Scerpella earned her bachelor’s degree at the University of Iowa, where she competed as a Division I gymnast, and her medical degree from the University of Iowa Carver College of Medicine. In 1985 she first came to Wisconsin for her residency in orthopedic surgery at UW Hospitals and Clinics. After three years in private practice in Monroe, Wisconsin, she completed a fellowship in sports medicine and arthroscopic surgery at Union Memorial Hospital in Baltimore. She was a member of the faculty at the State University of New York Upstate Medical University in Syracuse for 16 years before returning to UW–Madison in 2010.

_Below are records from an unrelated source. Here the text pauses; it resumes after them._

//! Gateway metrics, registered per-instance so tests can assert on values.

use actix_web::{web, HttpResponse};
use prometheus::{Encoder, IntCounter, Opts, Registry, TextEncoder};

pub struct ApiMetrics {
    pub post_feedback_requests: IntCounter,
    pub get_feedback_requests: IntCounter,
    pub success_http_requests: IntCounter,
    pub error_http_requests: IntCounter,
    pub published_events: IntCounter,
    pub publish_errors: IntCounter,
}

impl ApiMetrics {
    pub fn new(registry: &Registry) -> Result<Self, prometheus::Error> {
        let post_feedback_requests = IntCounter::with_opts(Opts::new(
            "feedback_gateway_post_feedback_requests_total",
            "Feedback submission requests received",
        ))?;
        let get_feedback_requests = IntCounter::with_opts(Opts::new(
            "feedback_gateway_get_feedback_requests_total",
            "Feedback read requests received",
        ))?;
        let success_http_requests = IntCounter::with_opts(Opts::new(
            "feedback_gateway_success_http_requests_total",
            "HTTP requests answered successfully",
        ))?;
        let error_http_requests = IntCounter::with_opts(Opts::new(
            "feedback_gateway_error_http_requests_total",
            "HTTP requests answered with an error",
        ))?;
        let published_events = IntCounter::with_opts(Opts::new(
            "feedback_gateway_published_events_total",
            "Events durably enqueued on the raw-feedback topic",
        ))?;
        let publish_errors = IntCounter::with_opts(Opts::new(
            "feedback_gateway_publish_errors_total",
            "Publish attempts that failed",
        ))?;

        registry.register(Box::new(post_feedback_requests.clone()))?;
        registry.register(Box::new(get_feedback_requests.clone()))?;
        registry.register(Box::new(success_http_requests.clone()))?;
        registry.register(Box::new(error_http_requests.clone()))?;
        registry.register(Box::new(published_events.clone()))?;
        registry.register(Box::new(publish_errors.clone()))?;

        Ok(Self {
            post_feedback_requests,
            get_feedback_requests,
            success_http_requests,
            error_http_requests,
            published_events,
            publish_errors,
        })
    }
}

pub async fn serve_metrics(registry: web::Data<Registry>) -> HttpResponse {
    let encoder = TextEncoder::new();
    let metric_families = registry.gather();

    let mut buffer = Vec::new();
    if let Err(err) = encoder.encode(&metric_families, &mut buffer) {
        return HttpResponse::InternalServerError().body(err.to_string());
    }

    HttpResponse::Ok()
        .content_type(encoder.format_type())
        .body(buffer)
}
use thiserror::Error;

pub type Result<T> = std::result::Result<T, ReaderError>;

#[derive(Debug, Error)]
pub enum ReaderError {
    #[error("Database error: {0}")]
    Database(String),

    #[error("Not found: {0}")]
    NotFound(String),

    #[error("Validation error: {0}")]
    Validation(String),

    #[error("Internal error: {0}")]
    Internal(String),

    #[error("Kafka error: {0}")]
    Kafka(String),

    #[error("Redis error: {0}")]
    Redis(#[from] redis::RedisError),
}

impl From<sqlx::Error> for ReaderError {
    fn from(err: sqlx::Error) -> Self {
        ReaderError::Database(err.to_string())
    }
}
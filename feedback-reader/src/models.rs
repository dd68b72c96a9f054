use chrono::{DateTime, Utc};
use event_schema::FeedbackAnalyzedEvent;
use serde::{Deserialize, Serialize};
use sqlx::FromRow;
use uuid::Uuid;
use validator::Validate;

use crate::error::ReaderError;

/// Analyzed feedback entity persisted in Postgres and projected into Redis.
///
/// Created exactly once per identity by the consumer, read many times,
/// never updated or deleted by this service.
#[derive(Debug, Clone, PartialEq, Serialize, Deserialize, FromRow, Validate)]
pub struct AnalyzedFeedback {
    pub feedback_id: Uuid,

    #[validate(length(min = 1, message = "source is required"))]
    pub source: String,

    #[validate(length(min = 1, max = 500, message = "text must be 1-500 characters"))]
    pub text: String,

    #[validate(length(min = 1, max = 500, message = "keywords must hold 1-500 entries"))]
    pub keywords: Vec<String>,

    #[validate(length(min = 1, max = 255, message = "sentiment must be 1-255 characters"))]
    pub sentiment: String,

    pub feedback_timestamp: DateTime<Utc>,
}

impl TryFrom<FeedbackAnalyzedEvent> for AnalyzedFeedback {
    type Error = ReaderError;

    fn try_from(event: FeedbackAnalyzedEvent) -> Result<Self, Self::Error> {
        let feedback_timestamp = DateTime::from_timestamp(event.timestamp, 0).ok_or_else(|| {
            ReaderError::Validation(format!("timestamp {} out of range", event.timestamp))
        })?;

        Ok(Self {
            feedback_id: event.feedback_id,
            source: event.source,
            text: event.text,
            keywords: event.keywords,
            sentiment: event.sentiment,
            feedback_timestamp,
        })
    }
}
// gRPC server implementation for FeedbackReader
use std::sync::Arc;
use tonic::{Request, Response, Status};
use tracing::warn;
use uuid::Uuid;

use crate::error::ReaderError;
use crate::metrics::ReaderMetrics;
use crate::models::AnalyzedFeedback;
use crate::queries::GetFeedbackByIdHandler;

pub mod feedback {
    pub mod reader {
        pub mod v1 {
            tonic::include_proto!("feedback.reader.v1");
        }
    }
}

use feedback::reader::v1::feedback_reader_server::FeedbackReader;
pub use feedback::reader::v1::feedback_reader_server::FeedbackReaderServer;
use feedback::reader::v1::{Feedback, GetFeedbackByIdRequest, GetFeedbackByIdResponse};

pub struct FeedbackReaderService {
    queries: Arc<GetFeedbackByIdHandler>,
    metrics: Arc<ReaderMetrics>,
}

impl FeedbackReaderService {
    pub fn new(queries: Arc<GetFeedbackByIdHandler>, metrics: Arc<ReaderMetrics>) -> Self {
        Self { queries, metrics }
    }

    fn parse_uuid(uuid_str: &str, field_name: &str) -> Result<Uuid, Status> {
        uuid_str
            .parse::<Uuid>()
            .map_err(|_| Status::invalid_argument(format!("Invalid {}: {}", field_name, uuid_str)))
    }

    fn error_to_status(err: ReaderError) -> Status {
        match err {
            ReaderError::NotFound(id) => Status::not_found(format!("feedback {} not found", id)),
            ReaderError::Validation(msg) => Status::invalid_argument(msg),
            other => Status::internal(other.to_string()),
        }
    }
}

/// Field-for-field mapping into the wire representation. Identity is
/// stringified; the timestamp is always representable in proto form.
pub fn feedback_to_proto(feedback: AnalyzedFeedback) -> Feedback {
    Feedback {
        feedback_id: feedback.feedback_id.to_string(),
        source: feedback.source,
        text: feedback.text,
        keywords: feedback.keywords,
        sentiment: feedback.sentiment,
        timestamp: Some(prost_types::Timestamp {
            seconds: feedback.feedback_timestamp.timestamp(),
            nanos: feedback.feedback_timestamp.timestamp_subsec_nanos() as i32,
        }),
    }
}

#[tonic::async_trait]
impl FeedbackReader for FeedbackReaderService {
    async fn get_feedback_by_id(
        &self,
        request: Request<GetFeedbackByIdRequest>,
    ) -> Result<Response<GetFeedbackByIdResponse>, Status> {
        let req = request.into_inner();

        let feedback_id = Self::parse_uuid(&req.feedback_id, "feedback_id").map_err(|s| {
            self.metrics.error_grpc_requests.inc();
            s
        })?;

        match self.queries.handle(feedback_id).await {
            Ok(feedback) => {
                self.metrics.success_grpc_requests.inc();
                Ok(Response::new(GetFeedbackByIdResponse {
                    feedback: Some(feedback_to_proto(feedback)),
                }))
            }
            Err(e) => {
                warn!(feedback_id = %feedback_id, "GetFeedbackById failed: {}", e);
                self.metrics.error_grpc_requests.inc();
                Err(Self::error_to_status(e))
            }
        }
    }
}

#[cfg(test)]
mod tests {
    use super::*;
    use chrono::{TimeZone, Utc};

    #[test]
    fn test_proto_mapping_is_field_for_field() {
        let feedback_id = Uuid::new_v4();
        let feedback = AnalyzedFeedback {
            feedback_id,
            source: "email".to_string(),
            text: "Great support".to_string(),
            keywords: vec!["support".to_string(), "praise".to_string()],
            sentiment: "positive".to_string(),
            feedback_timestamp: Utc.timestamp_opt(1678901234, 500_000_000).unwrap(),
        };

        let proto = feedback_to_proto(feedback);

        assert_eq!(proto.feedback_id, feedback_id.to_string());
        assert_eq!(proto.source, "email");
        assert_eq!(proto.text, "Great support");
        assert_eq!(proto.keywords, vec!["support", "praise"]);
        assert_eq!(proto.sentiment, "positive");
        let ts = proto.timestamp.unwrap();
        assert_eq!(ts.seconds, 1678901234);
        assert_eq!(ts.nanos, 500_000_000);
    }

    #[test]
    fn test_uuid_parse_rejects_malformed_identity() {
        assert!(FeedbackReaderService::parse_uuid("not-a-uuid", "feedback_id").is_err());
        assert!(
            FeedbackReaderService::parse_uuid(&Uuid::new_v4().to_string(), "feedback_id").is_ok()
        );
    }

    #[test]
    fn test_error_mapping() {
        let not_found = FeedbackReaderService::error_to_status(ReaderError::NotFound(
            "abc".to_string(),
        ));
        assert_eq!(not_found.code(), tonic::Code::NotFound);

        let validation = FeedbackReaderService::error_to_status(ReaderError::Validation(
            "bad".to_string(),
        ));
        assert_eq!(validation.code(), tonic::Code::InvalidArgument);

        let database = FeedbackReaderService::error_to_status(ReaderError::Database(
            "down".to_string(),
        ));
        assert_eq!(database.code(), tonic::Code::Internal);
    }
}
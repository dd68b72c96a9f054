use chrono::{DateTime, Utc};
use serde::{Deserialize, Serialize};
use uuid::Uuid;
use validator::Validate;

use crate::error::GatewayError;
use crate::grpc_client::Feedback;

/// Inbound feedback submission.
#[derive(Debug, Clone, Deserialize, Validate)]
pub struct CreateFeedbackRequest {
    #[validate(length(min = 1, max = 500, message = "text must be 1-500 characters"))]
    pub text: String,

    #[validate(length(min = 1, message = "source is required"))]
    pub source: String,

    /// Epoch seconds; the gateway stamps submission time when absent
    pub timestamp: Option<i64>,
}

#[derive(Debug, Serialize)]
pub struct CreateFeedbackResponse {
    pub feedback_id: Uuid,
    pub accepted: bool,
}

/// Analyzed feedback as returned to HTTP clients.
#[derive(Debug, Serialize)]
pub struct FeedbackResponse {
    pub feedback_id: String,
    pub source: String,
    pub text: String,
    pub keywords: Vec<String>,
    pub sentiment: String,
    pub timestamp: DateTime<Utc>,
}

impl TryFrom<Feedback> for FeedbackResponse {
    type Error = GatewayError;

    fn try_from(feedback: Feedback) -> Result<Self, Self::Error> {
        let ts = feedback
            .timestamp
            .ok_or_else(|| GatewayError::Validation("feedback timestamp missing".to_string()))?;

        if !(0..1_000_000_000).contains(&ts.nanos) {
            return Err(GatewayError::Validation(format!(
                "feedback timestamp nanos {} out of range",
                ts.nanos
            )));
        }

        let timestamp = DateTime::from_timestamp(ts.seconds, ts.nanos as u32).ok_or_else(|| {
            GatewayError::Validation(format!("feedback timestamp {} out of range", ts.seconds))
        })?;

        Ok(Self {
            feedback_id: feedback.feedback_id,
            source: feedback.source,
            text: feedback.text,
            keywords: feedback.keywords,
            sentiment: feedback.sentiment,
            timestamp,
        })
    }
}
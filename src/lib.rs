//! Mid-end optimizer for a VM whose memory is an array of 32-byte cells.
//!
//! Functions arrive here already in SSA form. The centerpiece is
//! [`opt::indexed_memops`], which rewrites unit-stride address arithmetic in
//! loops into an explicit loop-carried pointer so that a later lowering stage
//! can fuse the pattern into the machine's indexed load/store instructions.

pub mod ir;
pub mod opt;
pub mod utils;
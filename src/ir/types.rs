use core::fmt;

/// A value type in the intermediate representation.
///
/// The machine is word-oriented: every scalar, including an address, is a
/// 256-bit cell. `Bool` exists only as the result of comparisons and the
/// operand of conditional branches.
#[derive(Debug, Clone, Copy, PartialEq, Eq, Hash)]
pub enum Type {
    Cell,
    Bool,
}

impl fmt::Display for Type {
    fn fmt(&self, f: &mut fmt::Formatter<'_>) -> fmt::Result {
        match self {
            Type::Cell => write!(f, "cell"),
            Type::Bool => write!(f, "bool"),
        }
    }
}
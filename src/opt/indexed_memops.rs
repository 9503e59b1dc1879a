//! Recognize loop memory accesses that advance by one cell per iteration
//! and rewrite their address arithmetic to favor indexed load/store fusion.
//!
//! No indexed operation is generated here. The rewrite only decouples the
//! address from the loop's own index: the address becomes a loop-carried
//! merge value advanced by an explicit one-cell step, which is the shape the
//! later fusion stage pattern-matches when it emits the machine's indexed
//! loads and stores.

use std::cmp::Reverse;

use crate::ir::{
    constant::{Const, CELL_BYTES, INT_CELL},
    function::{BlockRef, Function, Inst, InstRef, Phi},
};

use super::{
    dom::compute_dominance,
    indvar::{IndVarAnalysis, Recurrence},
    loop_utils::{Loop, LoopAnalysis},
};

/// Entry point: attempts the rewrite on every loop of the function and
/// reports whether anything changed. Block structure and branch edges are
/// never altered, only data computations within existing blocks.
pub fn recognize_indexed_memops(function: &mut Function) -> bool {
    if function.no_optimize {
        return false;
    }
    let loops = LoopAnalysis::new(function);
    let mut all = loops.all_loops(function);
    // Innermost first, so an address in a nested loop is judged against the
    // loop that actually varies it.
    all.sort_by_cached_key(|l| Reverse(l.borrow().depth()));

    let mut changed = false;
    for loop_rc in all {
        changed |= run_on_loop(function, &loops, &loop_rc.borrow());
    }
    changed
}

fn run_on_loop(function: &mut Function, loops: &LoopAnalysis, loop_: &Loop) -> bool {
    let Some(preheader) = loops.preheader(function, loop_) else {
        return false;
    };
    if !loops.is_simplified(function, loop_) {
        return false;
    }

    let dom = compute_dominance(function);
    let ivs = IndVarAnalysis::on_loop(function, &dom, loop_);

    // Snapshot the candidates before touching anything: the rewrite inserts
    // and removes instructions in the very blocks being scanned.
    let mut candidates = Vec::new();
    for block_ref in function.iter_block_refs().filter(|b| loop_.body.contains(b)) {
        for inst_ref in function.block(block_ref).insts.iter().copied() {
            let addr = match function.inst(inst_ref) {
                Inst::Load { addr } => *addr,
                Inst::Store { addr, .. } => *addr,
                _ => continue,
            };
            if is_unit_cell_stride(function, &ivs, addr) {
                candidates.push((block_ref, inst_ref, addr));
            }
        }
    }

    let mut changed = false;
    for (block_ref, inst_ref, addr) in candidates {
        // An earlier candidate sharing this address computation has already
        // redirected it; there is nothing left to rewrite.
        if !matches!(function.inst(addr), Inst::PtrAdd { .. }) {
            continue;
        }
        changed |= decouple_address(function, addr, inst_ref, block_ref, preheader);
    }
    changed
}

/// Is `addr` an indexed-address computation that moves forward by exactly
/// one cell per iteration of the loop?
fn is_unit_cell_stride(function: &Function, ivs: &IndVarAnalysis, addr: InstRef) -> bool {
    if !matches!(function.inst(addr), Inst::PtrAdd { .. }) {
        return false;
    }
    match ivs.recurrence(addr) {
        Some(Recurrence::Affine { step, .. }) => *step == *INT_CELL,
        Some(Recurrence::Invariant) | Some(Recurrence::Unknown) => false,
        // An address the analysis has no descriptor for is allowed through.
        // Deliberately permissive; see DESIGN.md before changing this.
        None => true,
    }
}

/// Rewrites a classified address so the memory instruction reads through a
/// loop-carried pointer instead of index arithmetic:
///
/// 1. a new merge value is created at the top of the memory instruction's
///    block, with room for exactly two incoming edges;
/// 2. its preheader edge carries the address base, or a synthesized
///    zero-offset address when the base is opaque, so the initial value is
///    always a concretely computed address;
/// 3. every use of the old computation is redirected to the merge value and
///    the old computation is unlinked;
/// 4. a one-cell advance of the merge value is inserted right before the
///    memory instruction and fed back as the in-loop edge.
fn decouple_address(
    function: &mut Function,
    addr: InstRef,
    mem_inst: InstRef,
    block_ref: BlockRef,
    preheader: BlockRef,
) -> bool {
    let Inst::PtrAdd { base, .. } = *function.inst(addr) else {
        unreachable!("decoupling an address that is not an indexed computation");
    };
    let ty = function.inst_ty(addr);

    let phi_ref = function.next_inst_after_phis(block_ref, Inst::Phi(Phi::with_capacity(ty, 2)));
    function.annotate_inst_mut(phi_ref).str = Some("baseptr".to_string());

    let init = if function.inst(base).is_leaf() {
        let zero = function.next_inst(preheader, Inst::LoadConst(Const::int(0)));
        function.next_inst(preheader, Inst::PtrAdd { base, offset: zero })
    } else {
        base
    };
    match function.inst_mut(phi_ref) {
        Inst::Phi(phi) => phi.add_incoming(preheader, init),
        _ => unreachable!(),
    }

    function.replace_all_uses(addr, phi_ref);
    function.remove_inst(addr);

    // Advance by one cell without involving the loop's own index.
    let cell = function.next_inst_before(block_ref, Inst::LoadConst(Const::int(CELL_BYTES)), mem_inst);
    let next = function.next_inst_before(
        block_ref,
        Inst::PtrAdd {
            base: phi_ref,
            offset: cell,
        },
        mem_inst,
    );
    match function.inst_mut(phi_ref) {
        Inst::Phi(phi) => phi.add_incoming(block_ref, next),
        _ => unreachable!(),
    }

    true
}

Scerpella holds the Ballantine Endowed Professorship for Orthopedic Research. Among other accolades, she has earned the UW–Madison Slesinger Award for Excellence in Mentoring and the Woman in Science Award from the American Medical Women’s Association.
Scerpella is exceptionally well positioned to chart the exciting future of the department, which positively impacts the mobility and well-being of thousands of patients each year, according to Robert N. Golden, MD, dean of the UW School of Medicine and Public Health.
“I am confident that Dr. Scerpella will be an exceptionally impactful chair of this vitally important department,” he said. “Her experience in improving clinical outcomes and advancing academic missions, while increasing the diversity of the department, will provide an outstanding foundation for her new leadership role.”
Scerpella’s appointment will begin on July 30, 2023.
About University of Wisconsin School of Medicine and Public Health:
“Recognized as an international leader in education, research and service, the School of Medicine and Public Health continues to evolve to meet changing health care needs.
From creating academic programs targeting health professional shortage areas to becoming the nation’s first school to integrate medicine and public health, the University of Wisconsin consistently strives to be on the forefront of health care innovation through service, science, scholarship and social responsibility. See why we’re consistently recognized as an international leader in education, research and service.”
About Tamara Scerpella, MD:
Dr. Scerpella is the Department of Orthopedics and Rehabilitation Interim Chair, the Ballentine Endowed Professor of Orthopedic Research, and a professor of Orthopedic Surgery at the University of Wisconsin School of Medicine and Public Health. One of only a few women in the country to chair an orthopedics and rehabilitation department, she draws on her over 30 years of experience in the medical field to oversee and guide the educational, research, and clinical missions of the vibrant, experienced, and nationally-recognized department faculty.
Prior to being named Interim Chair, Dr. Scerpella served as both Senior Vice Chair of the Department and Chief of the Division of Sports Medicine. She has received multiple honors throughout her career – most recently, the 2020-21 Slesinger Award for Excellence in Mentoring and the 2017 Woman in Science Award from the American Medical Women’s Association.
As team physician for the UW Badger Women’s Hockey and Softball teams, Dr. Scerpella has extensive experience treating injuries in elite athletes and athletes of all ages and abilities. Further, as a former collegiate gymnast with an ACL tear, Dr. Scerpella has a deep understanding of the difficulty of recovering from a sports-related injury.